----- Records shown
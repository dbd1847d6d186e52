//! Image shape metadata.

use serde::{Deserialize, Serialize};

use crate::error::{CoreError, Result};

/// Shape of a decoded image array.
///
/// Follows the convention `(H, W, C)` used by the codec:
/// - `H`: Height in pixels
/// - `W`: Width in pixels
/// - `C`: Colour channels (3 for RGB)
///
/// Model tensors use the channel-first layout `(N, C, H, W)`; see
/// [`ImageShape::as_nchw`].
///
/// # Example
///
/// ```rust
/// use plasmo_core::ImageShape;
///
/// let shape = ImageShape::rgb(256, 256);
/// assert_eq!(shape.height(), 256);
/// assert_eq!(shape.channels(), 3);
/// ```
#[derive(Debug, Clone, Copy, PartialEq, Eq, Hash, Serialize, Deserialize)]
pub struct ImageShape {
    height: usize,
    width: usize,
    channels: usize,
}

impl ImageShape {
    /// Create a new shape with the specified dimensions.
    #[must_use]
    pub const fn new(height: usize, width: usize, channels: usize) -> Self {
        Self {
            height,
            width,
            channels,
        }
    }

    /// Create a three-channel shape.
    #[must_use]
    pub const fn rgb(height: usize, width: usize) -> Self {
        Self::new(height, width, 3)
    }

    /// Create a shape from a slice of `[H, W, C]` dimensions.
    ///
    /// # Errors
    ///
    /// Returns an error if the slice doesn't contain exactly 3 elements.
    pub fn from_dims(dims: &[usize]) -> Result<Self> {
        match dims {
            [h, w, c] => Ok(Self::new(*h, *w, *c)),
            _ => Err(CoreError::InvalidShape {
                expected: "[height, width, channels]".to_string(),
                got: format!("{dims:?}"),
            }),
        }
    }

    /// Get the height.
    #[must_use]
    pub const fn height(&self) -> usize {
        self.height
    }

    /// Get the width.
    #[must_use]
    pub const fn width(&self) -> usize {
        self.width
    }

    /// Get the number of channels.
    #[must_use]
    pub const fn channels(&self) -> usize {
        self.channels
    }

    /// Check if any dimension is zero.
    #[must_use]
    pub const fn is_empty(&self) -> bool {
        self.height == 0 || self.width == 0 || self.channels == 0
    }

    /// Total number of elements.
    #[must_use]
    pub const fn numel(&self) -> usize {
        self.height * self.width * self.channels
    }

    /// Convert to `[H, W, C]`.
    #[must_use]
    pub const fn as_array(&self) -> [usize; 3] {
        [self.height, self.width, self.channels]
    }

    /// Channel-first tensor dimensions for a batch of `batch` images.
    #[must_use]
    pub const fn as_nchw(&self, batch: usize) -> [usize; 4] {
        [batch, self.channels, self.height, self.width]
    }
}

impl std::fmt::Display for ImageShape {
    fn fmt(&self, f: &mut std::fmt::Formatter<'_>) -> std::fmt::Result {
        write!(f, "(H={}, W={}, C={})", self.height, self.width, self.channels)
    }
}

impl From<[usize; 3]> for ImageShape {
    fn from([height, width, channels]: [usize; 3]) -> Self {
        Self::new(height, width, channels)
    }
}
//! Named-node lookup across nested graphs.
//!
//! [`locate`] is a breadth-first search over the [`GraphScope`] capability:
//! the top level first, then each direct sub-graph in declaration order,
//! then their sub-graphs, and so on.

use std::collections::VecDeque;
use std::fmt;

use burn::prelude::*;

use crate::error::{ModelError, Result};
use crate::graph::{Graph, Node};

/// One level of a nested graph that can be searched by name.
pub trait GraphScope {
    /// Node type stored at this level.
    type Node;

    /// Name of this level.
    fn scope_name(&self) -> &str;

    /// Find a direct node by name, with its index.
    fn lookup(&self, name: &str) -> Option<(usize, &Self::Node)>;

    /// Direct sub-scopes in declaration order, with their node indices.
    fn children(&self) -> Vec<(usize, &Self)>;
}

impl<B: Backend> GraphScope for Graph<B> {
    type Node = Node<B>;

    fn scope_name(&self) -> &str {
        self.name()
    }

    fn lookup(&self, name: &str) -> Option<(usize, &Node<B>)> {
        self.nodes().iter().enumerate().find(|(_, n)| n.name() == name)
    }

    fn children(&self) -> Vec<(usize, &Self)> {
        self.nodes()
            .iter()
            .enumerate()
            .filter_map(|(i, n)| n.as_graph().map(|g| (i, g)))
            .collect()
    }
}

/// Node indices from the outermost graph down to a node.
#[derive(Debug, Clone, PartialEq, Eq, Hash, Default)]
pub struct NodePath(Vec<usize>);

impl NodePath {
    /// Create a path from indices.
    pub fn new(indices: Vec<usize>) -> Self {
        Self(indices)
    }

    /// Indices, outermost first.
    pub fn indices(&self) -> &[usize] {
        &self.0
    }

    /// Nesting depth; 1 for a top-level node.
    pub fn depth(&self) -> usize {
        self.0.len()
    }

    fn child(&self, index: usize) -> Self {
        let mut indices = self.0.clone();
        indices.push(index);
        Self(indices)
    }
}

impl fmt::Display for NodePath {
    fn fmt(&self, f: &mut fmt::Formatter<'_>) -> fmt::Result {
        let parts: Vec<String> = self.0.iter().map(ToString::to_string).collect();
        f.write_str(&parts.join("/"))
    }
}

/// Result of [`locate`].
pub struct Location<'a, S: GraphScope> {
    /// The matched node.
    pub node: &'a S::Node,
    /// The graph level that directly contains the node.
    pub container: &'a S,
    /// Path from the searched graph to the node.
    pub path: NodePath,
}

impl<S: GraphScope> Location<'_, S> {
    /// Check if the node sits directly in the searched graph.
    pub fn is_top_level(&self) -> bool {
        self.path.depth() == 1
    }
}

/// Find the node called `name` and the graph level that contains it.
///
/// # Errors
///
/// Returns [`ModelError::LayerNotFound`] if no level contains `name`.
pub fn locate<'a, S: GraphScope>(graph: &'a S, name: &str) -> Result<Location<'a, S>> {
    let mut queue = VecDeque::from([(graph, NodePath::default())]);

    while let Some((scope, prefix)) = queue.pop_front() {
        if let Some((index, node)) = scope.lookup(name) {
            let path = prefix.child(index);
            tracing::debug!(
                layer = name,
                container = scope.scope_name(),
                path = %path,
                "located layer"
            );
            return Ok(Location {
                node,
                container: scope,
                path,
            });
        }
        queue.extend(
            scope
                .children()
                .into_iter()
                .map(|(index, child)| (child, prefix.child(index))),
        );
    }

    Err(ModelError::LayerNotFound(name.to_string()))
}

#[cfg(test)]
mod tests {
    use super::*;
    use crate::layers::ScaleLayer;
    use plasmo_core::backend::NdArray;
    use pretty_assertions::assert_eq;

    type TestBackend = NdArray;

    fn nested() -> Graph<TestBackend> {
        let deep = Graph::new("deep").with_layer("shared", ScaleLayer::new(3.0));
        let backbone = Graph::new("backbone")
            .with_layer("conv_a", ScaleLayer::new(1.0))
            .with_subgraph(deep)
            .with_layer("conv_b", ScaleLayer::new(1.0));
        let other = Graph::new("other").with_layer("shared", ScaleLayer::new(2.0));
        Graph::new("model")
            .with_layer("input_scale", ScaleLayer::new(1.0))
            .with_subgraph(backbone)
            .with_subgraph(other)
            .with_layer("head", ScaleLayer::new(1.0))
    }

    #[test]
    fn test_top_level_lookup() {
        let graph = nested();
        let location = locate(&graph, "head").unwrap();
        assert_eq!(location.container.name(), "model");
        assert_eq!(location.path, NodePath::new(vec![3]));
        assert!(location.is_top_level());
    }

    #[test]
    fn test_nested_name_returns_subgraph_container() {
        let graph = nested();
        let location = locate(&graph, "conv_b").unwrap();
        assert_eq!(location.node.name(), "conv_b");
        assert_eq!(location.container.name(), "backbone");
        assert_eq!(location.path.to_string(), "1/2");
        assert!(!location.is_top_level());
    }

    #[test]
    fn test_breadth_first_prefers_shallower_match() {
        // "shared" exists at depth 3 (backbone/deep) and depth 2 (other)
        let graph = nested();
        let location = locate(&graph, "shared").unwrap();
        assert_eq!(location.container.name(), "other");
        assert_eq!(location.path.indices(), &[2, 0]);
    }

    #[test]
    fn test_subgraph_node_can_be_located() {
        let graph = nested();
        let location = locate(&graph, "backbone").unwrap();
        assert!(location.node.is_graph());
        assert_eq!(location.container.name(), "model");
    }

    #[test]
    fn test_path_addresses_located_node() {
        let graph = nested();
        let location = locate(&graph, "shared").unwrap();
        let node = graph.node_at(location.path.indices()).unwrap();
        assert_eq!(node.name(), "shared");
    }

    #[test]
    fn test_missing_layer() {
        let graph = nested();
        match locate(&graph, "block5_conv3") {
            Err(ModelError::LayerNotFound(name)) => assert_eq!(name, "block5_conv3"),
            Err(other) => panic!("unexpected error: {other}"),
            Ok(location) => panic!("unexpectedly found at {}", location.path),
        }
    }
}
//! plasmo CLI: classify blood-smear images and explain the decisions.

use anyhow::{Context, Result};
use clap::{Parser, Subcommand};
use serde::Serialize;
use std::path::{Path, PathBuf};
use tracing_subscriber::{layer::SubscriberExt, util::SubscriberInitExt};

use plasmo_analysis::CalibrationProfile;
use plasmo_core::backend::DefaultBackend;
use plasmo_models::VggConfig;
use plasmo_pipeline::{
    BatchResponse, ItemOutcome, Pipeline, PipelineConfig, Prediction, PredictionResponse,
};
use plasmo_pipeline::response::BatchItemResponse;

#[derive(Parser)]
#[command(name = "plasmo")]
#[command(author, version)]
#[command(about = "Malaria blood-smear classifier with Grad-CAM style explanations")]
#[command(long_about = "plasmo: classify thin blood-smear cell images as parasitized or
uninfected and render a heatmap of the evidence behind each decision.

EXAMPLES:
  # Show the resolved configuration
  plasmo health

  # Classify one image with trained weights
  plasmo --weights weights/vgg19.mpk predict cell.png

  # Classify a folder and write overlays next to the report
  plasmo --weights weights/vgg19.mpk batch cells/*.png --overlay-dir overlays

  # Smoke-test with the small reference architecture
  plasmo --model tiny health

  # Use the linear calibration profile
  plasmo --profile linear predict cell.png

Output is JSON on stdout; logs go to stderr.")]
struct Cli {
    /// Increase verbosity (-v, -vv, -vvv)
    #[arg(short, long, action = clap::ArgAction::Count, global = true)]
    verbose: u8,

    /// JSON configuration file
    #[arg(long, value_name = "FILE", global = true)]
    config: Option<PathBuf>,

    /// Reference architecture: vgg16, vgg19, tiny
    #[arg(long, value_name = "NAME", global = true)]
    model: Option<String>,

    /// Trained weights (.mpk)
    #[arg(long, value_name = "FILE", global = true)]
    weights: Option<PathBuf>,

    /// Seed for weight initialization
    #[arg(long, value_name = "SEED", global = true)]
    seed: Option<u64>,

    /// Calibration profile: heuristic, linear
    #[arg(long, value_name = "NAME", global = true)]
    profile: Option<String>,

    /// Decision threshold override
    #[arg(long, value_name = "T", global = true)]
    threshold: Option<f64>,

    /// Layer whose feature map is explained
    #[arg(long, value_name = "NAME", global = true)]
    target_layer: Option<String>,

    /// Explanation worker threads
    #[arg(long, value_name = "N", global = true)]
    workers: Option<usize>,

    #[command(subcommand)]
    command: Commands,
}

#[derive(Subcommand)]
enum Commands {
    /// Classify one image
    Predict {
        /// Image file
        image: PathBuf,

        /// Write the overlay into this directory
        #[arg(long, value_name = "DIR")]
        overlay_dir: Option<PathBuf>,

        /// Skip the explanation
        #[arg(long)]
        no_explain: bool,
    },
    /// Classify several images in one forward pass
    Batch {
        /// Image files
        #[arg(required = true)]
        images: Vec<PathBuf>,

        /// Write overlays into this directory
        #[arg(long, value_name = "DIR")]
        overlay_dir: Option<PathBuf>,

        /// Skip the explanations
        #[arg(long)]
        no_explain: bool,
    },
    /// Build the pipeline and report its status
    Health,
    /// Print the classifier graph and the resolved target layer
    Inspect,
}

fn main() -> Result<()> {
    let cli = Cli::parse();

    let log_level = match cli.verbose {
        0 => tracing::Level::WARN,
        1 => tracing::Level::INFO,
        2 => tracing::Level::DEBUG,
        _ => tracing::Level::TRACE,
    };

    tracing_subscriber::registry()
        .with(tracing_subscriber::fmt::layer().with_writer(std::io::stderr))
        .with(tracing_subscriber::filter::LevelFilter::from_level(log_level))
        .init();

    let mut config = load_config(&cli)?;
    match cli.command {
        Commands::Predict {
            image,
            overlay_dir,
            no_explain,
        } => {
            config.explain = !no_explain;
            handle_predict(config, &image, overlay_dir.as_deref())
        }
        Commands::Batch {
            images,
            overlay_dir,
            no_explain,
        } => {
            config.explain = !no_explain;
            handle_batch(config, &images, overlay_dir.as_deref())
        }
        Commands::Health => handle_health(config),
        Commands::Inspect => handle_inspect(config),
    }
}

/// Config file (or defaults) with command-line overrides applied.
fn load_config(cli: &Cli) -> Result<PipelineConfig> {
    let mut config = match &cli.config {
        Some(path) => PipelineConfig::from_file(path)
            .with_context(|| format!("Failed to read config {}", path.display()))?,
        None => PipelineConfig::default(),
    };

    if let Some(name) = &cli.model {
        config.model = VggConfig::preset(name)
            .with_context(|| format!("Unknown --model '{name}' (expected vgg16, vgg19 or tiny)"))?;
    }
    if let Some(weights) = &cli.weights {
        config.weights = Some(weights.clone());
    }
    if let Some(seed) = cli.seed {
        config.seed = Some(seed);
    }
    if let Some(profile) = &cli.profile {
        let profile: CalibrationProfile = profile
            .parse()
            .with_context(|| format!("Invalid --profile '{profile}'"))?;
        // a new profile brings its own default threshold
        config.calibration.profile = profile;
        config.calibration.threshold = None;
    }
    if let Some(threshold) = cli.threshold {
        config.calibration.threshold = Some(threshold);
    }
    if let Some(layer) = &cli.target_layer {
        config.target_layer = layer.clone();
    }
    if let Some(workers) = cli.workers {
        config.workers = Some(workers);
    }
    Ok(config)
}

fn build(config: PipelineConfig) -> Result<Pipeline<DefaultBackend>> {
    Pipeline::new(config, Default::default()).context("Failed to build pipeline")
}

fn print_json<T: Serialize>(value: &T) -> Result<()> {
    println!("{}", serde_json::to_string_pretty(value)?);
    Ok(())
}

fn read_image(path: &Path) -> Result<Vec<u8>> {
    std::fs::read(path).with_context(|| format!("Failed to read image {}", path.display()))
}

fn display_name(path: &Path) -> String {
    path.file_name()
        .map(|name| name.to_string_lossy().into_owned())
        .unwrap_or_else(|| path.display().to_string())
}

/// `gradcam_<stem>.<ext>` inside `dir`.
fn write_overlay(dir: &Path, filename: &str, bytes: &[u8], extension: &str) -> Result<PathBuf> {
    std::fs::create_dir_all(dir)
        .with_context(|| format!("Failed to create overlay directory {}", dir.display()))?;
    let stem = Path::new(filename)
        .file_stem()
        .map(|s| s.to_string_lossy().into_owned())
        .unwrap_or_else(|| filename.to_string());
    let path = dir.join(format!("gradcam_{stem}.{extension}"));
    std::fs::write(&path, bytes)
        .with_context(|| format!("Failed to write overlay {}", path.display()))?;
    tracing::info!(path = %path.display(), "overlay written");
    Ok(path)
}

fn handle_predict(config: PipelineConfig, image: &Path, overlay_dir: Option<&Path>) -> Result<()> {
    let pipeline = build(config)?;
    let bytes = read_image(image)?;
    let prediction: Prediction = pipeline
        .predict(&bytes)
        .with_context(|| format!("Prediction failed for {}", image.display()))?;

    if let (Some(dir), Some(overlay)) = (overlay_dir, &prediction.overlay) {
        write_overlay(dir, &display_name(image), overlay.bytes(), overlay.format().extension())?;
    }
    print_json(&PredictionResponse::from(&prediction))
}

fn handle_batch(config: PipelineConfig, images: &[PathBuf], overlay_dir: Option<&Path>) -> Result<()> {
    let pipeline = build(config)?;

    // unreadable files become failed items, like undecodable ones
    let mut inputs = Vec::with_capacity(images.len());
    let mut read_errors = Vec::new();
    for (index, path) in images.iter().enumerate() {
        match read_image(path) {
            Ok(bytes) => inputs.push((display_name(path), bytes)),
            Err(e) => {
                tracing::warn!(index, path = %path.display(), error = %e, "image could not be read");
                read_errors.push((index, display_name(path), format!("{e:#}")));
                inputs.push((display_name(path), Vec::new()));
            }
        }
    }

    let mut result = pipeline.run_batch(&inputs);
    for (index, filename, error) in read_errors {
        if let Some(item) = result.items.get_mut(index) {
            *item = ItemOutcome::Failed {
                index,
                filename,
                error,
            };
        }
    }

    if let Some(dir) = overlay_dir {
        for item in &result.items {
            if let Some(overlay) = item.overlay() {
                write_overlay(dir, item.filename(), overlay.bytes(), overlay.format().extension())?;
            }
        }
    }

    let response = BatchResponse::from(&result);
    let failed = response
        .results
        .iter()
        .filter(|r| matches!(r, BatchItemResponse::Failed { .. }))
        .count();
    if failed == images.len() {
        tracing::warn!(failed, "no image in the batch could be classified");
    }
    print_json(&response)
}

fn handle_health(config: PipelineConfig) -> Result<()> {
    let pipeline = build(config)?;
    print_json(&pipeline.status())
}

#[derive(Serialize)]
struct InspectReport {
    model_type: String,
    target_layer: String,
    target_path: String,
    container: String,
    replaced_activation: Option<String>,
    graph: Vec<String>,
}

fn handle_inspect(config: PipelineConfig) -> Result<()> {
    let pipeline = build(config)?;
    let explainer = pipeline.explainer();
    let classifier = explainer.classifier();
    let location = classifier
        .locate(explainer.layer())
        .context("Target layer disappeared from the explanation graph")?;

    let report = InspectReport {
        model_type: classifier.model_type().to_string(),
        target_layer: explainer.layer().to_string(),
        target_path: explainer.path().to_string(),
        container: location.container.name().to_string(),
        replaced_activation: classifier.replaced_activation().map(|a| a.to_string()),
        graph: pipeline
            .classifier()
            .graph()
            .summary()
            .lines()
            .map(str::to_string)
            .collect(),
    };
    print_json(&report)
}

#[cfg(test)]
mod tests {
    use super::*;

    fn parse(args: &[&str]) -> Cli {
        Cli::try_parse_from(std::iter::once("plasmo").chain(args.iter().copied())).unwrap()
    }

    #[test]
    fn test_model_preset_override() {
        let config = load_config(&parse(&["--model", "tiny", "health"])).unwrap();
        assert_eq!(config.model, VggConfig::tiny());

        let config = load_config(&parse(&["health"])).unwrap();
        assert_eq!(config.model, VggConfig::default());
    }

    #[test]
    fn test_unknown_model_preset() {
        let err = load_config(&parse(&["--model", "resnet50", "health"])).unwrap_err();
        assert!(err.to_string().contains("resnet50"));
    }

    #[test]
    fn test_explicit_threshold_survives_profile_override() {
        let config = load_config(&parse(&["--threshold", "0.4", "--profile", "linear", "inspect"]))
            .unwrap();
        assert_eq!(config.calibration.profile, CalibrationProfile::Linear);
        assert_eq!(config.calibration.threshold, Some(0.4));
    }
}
----------
- **Work instruction**:
Where does the string "args" appear in the records? Copy every line that holds it.

- **Exercise result**:
    fn parse(args: &[&str]) -> Cli {
        Cli::try_parse_from(std::iter::once("plasmo").chain(args.iter().copied())).unwrap()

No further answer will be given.